[Stored data]

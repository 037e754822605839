//! Authorization Code flow with PKCE (Proof Key for Code Exchange).
//!
//! # Flow Overview
//!
//! 1. Generate PKCE code verifier and challenge
//! 2. Build the authorization URL with state, scopes and the S256 challenge
//! 3. The user authorizes in a browser
//! 4. An [`AuthorizationCodeSource`](super::AuthorizationCodeSource) receives the code
//! 5. Exchange the code for tokens using the verifier
//!
//! # Example
//!
//! ```rust,ignore
//! let flow = AuthorizationCodeFlow::new(&endpoints, &credentials, &redirect_uri)?;
//! let request = flow.authorize(&scopes, false);
//! let code = source.obtain_code(&request.url, &request.state).await?;
//! let grant = flow.exchange_code(&code, request).await?;
//! ```

use oauth2::basic::BasicClient;
use oauth2::reqwest::async_http_client;
use oauth2::{AuthorizationCode, CsrfToken, PkceCodeChallenge, PkceCodeVerifier, Scope};
use url::Url;

use super::{OAuthEndpoints, UserTokenGrant, create_oauth_client, describe_request_error};
use crate::error::AuthError;
use crate::store::AppCredentials;

/// A pending authorization: the URL to visit plus what the exchange needs.
pub struct AuthorizationRequest {
    pub url: Url,
    /// CSRF state the redirect must echo back.
    pub state: String,
    verifier: PkceCodeVerifier,
}

impl std::fmt::Debug for AuthorizationRequest {
    fn fmt(&self, f: &mut std::fmt::Formatter<'_>) -> std::fmt::Result {
        f.debug_struct("AuthorizationRequest")
            .field("url", &self.url.as_str())
            .finish_non_exhaustive()
    }
}

/// PKCE authorization-code flow for one app and redirect URI.
pub struct AuthorizationCodeFlow {
    client: BasicClient,
}

impl AuthorizationCodeFlow {
    pub fn new(
        endpoints: &OAuthEndpoints,
        credentials: &AppCredentials,
        redirect_uri: &str,
    ) -> Result<Self, AuthError> {
        Ok(Self {
            client: create_oauth_client(endpoints, credentials, Some(redirect_uri))?,
        })
    }

    /// Build the authorization URL with a fresh verifier and CSRF state.
    ///
    /// `force_consent` adds `prompt=consent` so previously granted scopes
    /// are shown again.
    pub fn authorize(&self, scopes: &[String], force_consent: bool) -> AuthorizationRequest {
        let (challenge, verifier) = PkceCodeChallenge::new_random_sha256();

        let mut request = self
            .client
            .authorize_url(CsrfToken::new_random)
            .set_pkce_challenge(challenge)
            .add_scopes(scopes.iter().cloned().map(Scope::new));

        if force_consent {
            request = request.add_extra_param("prompt", "consent");
        }

        let (url, state) = request.url();

        AuthorizationRequest {
            url,
            state: state.secret().to_string(),
            verifier,
        }
    }

    /// Exchange an authorization code for tokens.
    pub async fn exchange_code(
        &self,
        code: &str,
        request: AuthorizationRequest,
    ) -> Result<UserTokenGrant, AuthError> {
        let response = self
            .client
            .exchange_code(AuthorizationCode::new(code.to_string()))
            .set_pkce_verifier(request.verifier)
            .request_async(async_http_client)
            .await
            .map_err(|e| AuthError::OAuth {
                message: format!("token exchange failed: {}", describe_request_error(&e)),
            })?;

        Ok(UserTokenGrant::from_response(&response))
    }
}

> _EXERCISE DIRECTIONS_:
Search the entries for the word "AuthorizationCodeFlow" and copy every line that has it.

> _PROBLEM SOLUTION_:
//! let flow = AuthorizationCodeFlow::new(&endpoints, &credentials, &redirect_uri)?;
pub struct AuthorizationCodeFlow {
impl AuthorizationCodeFlow {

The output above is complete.